Tuesday, January 26, 2016

Korean Cucumber Salad (O-ee Muchim 오이 무침)

Hello!

January is almost over, but before it ends I wanted to share a recipe I tried a few weeks ago that reminded me a lot of the cucumber salad served at a Korean BBQ restaurant back home. This recipe is called "Oh-ee moochim", oh-ee means cucumber and moochim is a kind of Korean salad (there's many types of moochim dishes). There's many variations of this recipe, but this one comes out of the same cookbook I mentioned in my last post. The dish comes together pretty fast and it will last up to about 5-7 days in the fridge and goes great with grilled meats and other rice dishes.

Korean Cucumber Salad (O-ee Muchim 오이 무침)
Ingredients
2 cucumbers
1/2 onion
4-6 green onions (depending on size)
very small handful of carrots
2/3 TBS Red pepper flakes
1 TBS minced garlic
1 TBS soy sauce
1 1/2 TBS sugar
1 TBS salt
4 TBS white vinegar
1 TBS sesame oil
1 tsp sesame seeds

Directions
1. Slice the cucumbers in half lengthways, and then in half once more to create 4 long strips out of each cucumber. (Note: you can also slice the cucumbers into thin 1/8in discs and skip the next step.)
2. Cut the cucumbers into 4-5 cm pieces.
3. Slice the carrots into matchsticks 4-5 cms long; cut the onion into thin slices; cut the green onions into 4-5 cm long pieces.
4. Put the cucumber, carrots, onions, and green onions together in a mixing bowl.
5. Add red pepper flakes, minced garlic, soy sauce, sugar, and salt to the mixture.
6. Add in the vinegar slowly, to taste (be careful not to add so much vinegar that it's too sour for you).
7. Continue to mix all veggies and marinade together.
8. Add in the sesame seeds and sesame oil and mix together one last time.

That's it!

Hope you enjoy!
-ChefK

Sunday, January 10, 2016

Kimchi Jjigae with Pork

Happy New Year !

I've been cooking some since the new year but I've been looking for the right one to share with you and I think I've found a worthy one.

Today's recipe is actually not from a blog, but is a recipe featured in Baek Jong Won's recipe book. Baek's easy and delicious recipes have earned him a large following in Korea these days, and so I picked it up during my trip to Korea a few months back.

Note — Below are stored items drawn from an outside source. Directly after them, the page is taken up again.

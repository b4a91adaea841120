#![allow(dead_code)]

use std::sync::atomic::{AtomicUsize, Ordering};
use std::sync::{Arc, Mutex};
use std::time::Duration;

use async_trait::async_trait;
use image::{ColorType, ImageEncoder, Rgba, RgbaImage};
use offline_map::prelude::*;
use offline_map::tiles::TileFetcher;

pub fn init_logging() {
    let _ = env_logger::builder().is_test(true).try_init();
}

/// A solid `size` x `size` PNG
pub fn png_bytes(size: u32, color: [u8; 4]) -> Vec<u8> {
    let pixels = RgbaImage::from_pixel(size, size, Rgba(color));
    let mut out = Vec::new();
    image::codecs::png::PngEncoder::new(&mut out)
        .write_image(pixels.as_raw(), size, size, ColorType::Rgba8)
        .unwrap();
    out
}

/// Serves a solid tile for every URL, optionally after a delay
pub struct TestFetcher {
    body: Vec<u8>,
    delay: Option<Duration>,
    calls: AtomicUsize,
    urls: Mutex<Vec<String>>,
}

impl TestFetcher {
    pub fn new() -> Arc<Self> {
        Arc::new(Self::with_delay(None))
    }

    pub fn with_delay(delay: Option<Duration>) -> Self {
        Self {
            body: png_bytes(256, [30, 120, 60, 255]),
            delay,
            calls: AtomicUsize::new(0),
            urls: Mutex::new(Vec::new()),
        }
    }

    pub fn calls(&self) -> usize {
        self.calls.load(Ordering::SeqCst)
    }

    pub fn urls(&self) -> Vec<String> {
        self.urls.lock().unwrap().clone()
    }

    /// Fetched URLs for one zoom level
    pub fn urls_at_zoom(&self, zoom: u8) -> Vec<String> {
        let marker = format!("/{zoom}/");
        self.urls()
            .into_iter()
            .filter(|url| url.contains(&marker))
            .collect()
    }
}

#[async_trait]
impl TileFetcher for TestFetcher {
    async fn fetch(&self, url: &str) -> Result<Vec<u8>> {
        self.calls.fetch_add(1, Ordering::SeqCst);
        self.urls.lock().unwrap().push(url.to_string());
        if let Some(delay) = self.delay {
            tokio::time::sleep(delay).await;
        }
        Ok(self.body.clone())
    }
}

/// A map at downtown Vancouver, zoom 12, driven by a queued spawner
pub fn queued_map(fetcher: Arc<TestFetcher>) -> (MapView, Arc<QueuedSpawner>) {
    let spawner = Arc::new(QueuedSpawner::new());
    let map = MapBuilder::new()
        .with_center(LatLng::new(49.2827, -123.1207))
        .with_zoom(12)
        .with_map_server("http://tiles.test")
        .with_fetcher(fetcher)
        .with_spawner(spawner.clone())
        .build()
        .unwrap();
    (map, spawner)
}

pub fn ms(start: Instant, millis: u64) -> Instant {
    start + Duration::from_millis(millis)
}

The recipe I will translate and share with you today is Kimchi Jjigae with pork. This is a Kimchi stew that can be whipped up in 30 minutes start to finish and has a nice depth of flavor. The key to this dish is to use aged kimchi that's been hanging out in your fridge for a while and has started to get nice and sour.

Kimchi Jjigae with Pork (돼지고기 김치찌개)
Ingredients
Aged Kimchi - 1 cup (if not already cut, cut it into larger bite size pieces, and save any "kimchi juice" that is with it)
Pork - 1/2 lb (pork neck or belly is recommended, but in my case I used a boneless porkchop that had some marbling)
Tofu - 1/3 of a package (recipe uses firm tofu, I love soft tofu and used that instead)
1/2 yellow onion
2 green onions
1/3 of a long green pepper
1 1/2 cups of water (if you are making rice, save the water from when you wash the rice and use this)
1 TBS minced garlic
2 TBS red pepper flakes
2 TBS soup soy sauce (see explanation below)
1 TBS salted shrimp (see explanation below)

Directions
1. Cut your pork into bite sized cubes (roughly 1 cm on all edges).
2. Rinse tofu and slice it into 1 cm thick slices that are 3 cm by 4 cm in length/width. (Again, I used soft tofu, so I skipped this step.)
3. Cut your onion into thin (1/2 cm) half moons, and then slice the green onions and long hot green pepper into small discs roughly 1/2 cm wide. 
4. Put your pot on the stove at medium to medium high heat and put in your kimchi (plus some kimchi juice), pork, onions, green onions, green pepper and firm tofu (if you used it).
5. Add in the water.
6. Add the garlic, red pepper flakes, soup soy sauce, and salted shrimp and let the stew come to a boil. Once it's boiling, make sure the heat is at medium and then let everything cook 10 minutes more until the pork is done. If you used soft tofu, I added it about 5 minutes into the boiling and carefully stirred it in to prevent it from fully breaking apart.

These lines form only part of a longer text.